Em Itapecerica da Serra, região a 33km da capital paulista, cerca de 3 mil famílias sem-teto lutam pelo direito à moradia. A ocupação, batizada de João Cândido, resiste a uma ordem de despejo e é exemplo de luta e organização. O Portal do PSTU conversou com Guilherme Boulos, coordenador estadual do MTST (Movimento dos Trabalhadores Sem-Teto), que falou mais sobre o acampamento.

Portal do PSTU – Como começou o acampamento e como está hoje?
Guilherme
– O acampamento João Cândido iniciou dia 16 de março com a ocupação, por famílias sem-teto da região, de um grande latifúndio urbano de 1 milhão e 300 mil metros quadrados, que vinha há mais de 20 anos servindo à especulação imobiliária. Logo nos primeiros dias, o judiciário deu uma liminar de reintegração de posse, mas fizemos, nesse mês, uma série de lutas importantes que conseguiram garantir, até agora, a permanência das famílias. Fizemos duas marchas em Itapecerica, uma delas com mais de 3 mil pessoas. Fizemos uma marcha com mais de 5 mil pessoas ao Palácio do Bandeirantes. Com isso, conseguimos abrir negociação com as três esferas de governo para que eles consigam a solução definitiva para o problema de moradias das famílias, mas sabemos que isso só vai ser efetivado com a continuidade da mobilização.

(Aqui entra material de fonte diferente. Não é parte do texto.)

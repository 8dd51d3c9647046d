use std::fmt;
use std::hash::Hash;

use tracing::trace;

use super::{DomainFilter, DomainIter, FilterRef};
use crate::cache::{BoundedCache, LruCacheStore};
use crate::error::Result;
use crate::types::{CacheMode, FilterDecision};

/// Memoizes the decisions of its child filter.
///
/// Lookups hit the bounded cache first; on a miss the child is asked and the
/// fresh decision is stored if the [`CacheMode`] allows it. Two threads
/// missing on the same domain both ask the child; the later store wins.
/// The cache lock is never held while the child runs.
pub struct CachingFilter<T, C = LruCacheStore<T, FilterDecision<T>>> {
    cache: C,
    cache_mode: CacheMode,
    child: FilterRef<T>,
}

impl<T> CachingFilter<T>
where
    T: Hash + Eq + Clone + Send,
{
    /// Create a caching filter backed by a sharded LRU cache of `capacity`
    /// entries. Fails if `capacity` is zero.
    pub fn new(capacity: usize, cache_mode: CacheMode, child: FilterRef<T>) -> Result<Self> {
        let cache = LruCacheStore::new(capacity)?;
        Ok(Self::with_cache(cache, cache_mode, child))
    }
}

impl<T, C> CachingFilter<T, C>
where
    C: BoundedCache<T, FilterDecision<T>>,
{
    /// Create a caching filter backed by the given cache
    pub fn with_cache(cache: C, cache_mode: CacheMode, child: FilterRef<T>) -> Self {
        Self {
            cache,
            cache_mode,
            child,
        }
    }

    pub fn cache_mode(&self) -> CacheMode {
        self.cache_mode
    }

    /// Number of decisions currently cached
    pub fn cache_len(&self) -> usize {
        self.cache.len()
    }

    /// Drop all cached decisions
    pub fn clear_cache(&self) {
        self.cache.clear();
    }
}

impl<T, C> DomainFilter<T> for CachingFilter<T, C>
where
    T: Clone + fmt::Debug,
    C: BoundedCache<T, FilterDecision<T>>,
{
    fn is_blocked(&self, domain: &T) -> FilterDecision<T> {
        if let Some(decision) = self.cache.get(domain) {
            trace!(?domain, blocked = decision.is_blocked(), "decision cache hit");
            return decision;
        }

        let decision = self.child.is_blocked(domain);
        if self.cache_mode.should_cache(decision.is_blocked()) {
            trace!(?domain, blocked = decision.is_blocked(), "caching decision");
            self.cache.put(domain.clone(), decision.clone());
        }

        decision
    }

    fn list_id(&self) -> Option<i32> {
        self.child.list_id()
    }

    fn name(&self) -> String {
        format!("(cache {})", self.child.name())
    }

    fn size(&self) -> usize {
        self.child.size()
    }

    fn domains(&self) -> Result<DomainIter<'_, T>> {
        self.child.domains()
    }

    fn child_filters(&self) -> Vec<FilterRef<T>> {
        vec![self.child.clone()]
    }
}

Como é o dia-a-dia no acampamento? Como as pessoas estão fazendo para sobreviver nessa difícil situação?
Guilherme
– Temos um forte empenho em garantir a organização coletiva. Se você pega 3 mil famílias, não tem como garantir o diálogo direto com todas elas, se, por exemplo, fizermos uma assembléia, de maneira que dividimos o acampamento em grupos. São 39 grupos que variam de 70 a 120 famílias. Cada um destes grupos elege um coordenador e os coordenadores de todos esses grupos compõem a coordenação do acampamento, mantendo uma circulação de informações, de propostas entre todos os acampados e a coordenação política do movimento. Cada um desses grupos tem cozinhas coletivas, banheiro e um setor de infra-estrutura, que cuida da construção de espaços coletivos, como barracões de reunião. E cada um desses grupos tem uma comissão de disciplina, que garante que seja seguido o regimento interno aprovado em assembléia, que possibilita uma coexistência baseado no respeito e no trabalho coletivo. Então, isso garante não só a sobrevivência, mas a participação política dessas famílias, que é fundamental.

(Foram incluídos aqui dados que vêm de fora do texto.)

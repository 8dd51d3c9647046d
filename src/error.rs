use std::path::PathBuf;

use thiserror::Error;

/// Filter engine error types
#[derive(Error, Debug)]
pub enum FilterError {
    /// The operation is permanently unavailable on this filter
    /// (e.g. enumerating the entries of a negated filter).
    #[error("Unsupported operation '{operation}' on filter {filter}")]
    Unsupported {
        operation: &'static str,
        filter: String,
    },

    #[error("Config error: {0}")]
    Config(String),

    #[error("Parse error at line {line}: {message}")]
    ParseAtLine { line: usize, message: String },

    #[error("Parse error: {0}")]
    Parse(String),

    #[error("IO error reading '{}': {source}", .path.display())]
    Io {
        path: PathBuf,
        #[source]
        source: std::io::Error,
    },
}

impl FilterError {
    /// Returns true for permanent "unsupported operation" refusals.
    pub fn is_unsupported(&self) -> bool {
        matches!(self, FilterError::Unsupported { .. })
    }
}

pub type Result<T> = std::result::Result<T, FilterError>;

Tem agora uma liminar de despejo com prazo para o dia 7 de maio. Como os moradores convivem com a permanente ameaça de repressão?
Guilherme
– Sabemos que toda e qualquer conquista só virá através da luta. A ameaça de despejo é permanente no acampamento. Então, nós respondemos a isso de duas maneiras: com organização e formação política, que é um primeiro braço mais interno, e com mobilização. O despejo deveria ter ocorrido há 2 semanas, conseguimos esse prazo para 7 de maio através de mobilizações. E vamos tentar conseguir mais prazos até que haja uma negociação conclusiva. Mas, se precisar tomar medidas mais combativas, estamos dispostos a tomar, como uma forma de auto-defesa, de resistência popular.

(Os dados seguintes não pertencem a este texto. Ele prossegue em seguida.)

use std::fmt;
use std::sync::Arc;

use serde::{Deserialize, Serialize};

use crate::filter::FilterRef;

/// Which decisions a caching filter keeps
#[derive(Debug, Clone, Copy, PartialEq, Eq, Hash, Serialize, Deserialize)]
#[serde(rename_all = "snake_case")]
pub enum CacheMode {
    /// Only allowed (non-blocked) decisions are cached
    NonBlocked,
    /// Only blocked decisions are cached
    Blocked,
    /// Every decision is cached
    All,
}

impl CacheMode {
    /// Check if a decision with the given verdict should be stored
    pub fn should_cache(&self, blocked: bool) -> bool {
        match self {
            CacheMode::All => true,
            CacheMode::NonBlocked => !blocked,
            CacheMode::Blocked => blocked,
        }
    }
}

/// Result of asking a filter about a domain.
///
/// Carries the queried domain, the verdict and the filter that produced the
/// verdict. The provenance filter is normally a leaf of the tree, so callers
/// can tell which list caused a block even through negating or caching layers.
#[derive(Clone)]
pub struct FilterDecision<T> {
    domain: T,
    blocked: bool,
    filter: Option<FilterRef<T>>,
}

impl<T> FilterDecision<T> {
    pub fn new(domain: T, blocked: bool, filter: Option<FilterRef<T>>) -> Self {
        Self {
            domain,
            blocked,
            filter,
        }
    }

    /// The domain this decision was made for
    pub fn domain(&self) -> &T {
        &self.domain
    }

    pub fn is_blocked(&self) -> bool {
        self.blocked
    }

    /// The filter that produced the verdict, if known
    pub fn filter(&self) -> Option<&FilterRef<T>> {
        self.filter.as_ref()
    }

    /// Check if the verdict was produced by exactly this filter node
    pub fn is_from(&self, filter: &FilterRef<T>) -> bool {
        self.filter
            .as_ref()
            .is_some_and(|own| Arc::ptr_eq(own, filter))
    }

    pub fn into_parts(self) -> (T, bool, Option<FilterRef<T>>) {
        (self.domain, self.blocked, self.filter)
    }
}

impl<T: PartialEq> PartialEq for FilterDecision<T> {
    fn eq(&self, other: &Self) -> bool {
        let same_filter = match (&self.filter, &other.filter) {
            (Some(a), Some(b)) => Arc::ptr_eq(a, b),
            (None, None) => true,
            _ => false,
        };
        self.blocked == other.blocked && same_filter && self.domain == other.domain
    }
}

impl<T: Eq> Eq for FilterDecision<T> {}

impl<T: fmt::Debug> fmt::Debug for FilterDecision<T> {
    fn fmt(&self, f: &mut fmt::Formatter<'_>) -> fmt::Result {
        f.debug_struct("FilterDecision")
            .field("domain", &self.domain)
            .field("blocked", &self.blocked)
            .field("filter", &self.filter.as_ref().map(|filter| filter.name()))
            .finish()
    }
}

Qual é o calendário de mobilizações que o movimento está preparando?
Guilherme
– O MTST se integra ao calendário geral construído pelos sindicatos, pela Conlutas, em unidade com os outros movimentos populares, o que pra nós é essencial. Sozinhos, não temos condições de dar resposta para o problema de moradia no país. Mas uma articulação de movimentos pelo direito de moradia e outros direitos sociais tem condições de dar uma resposta à altura, e isso é o que estamos tentando construir.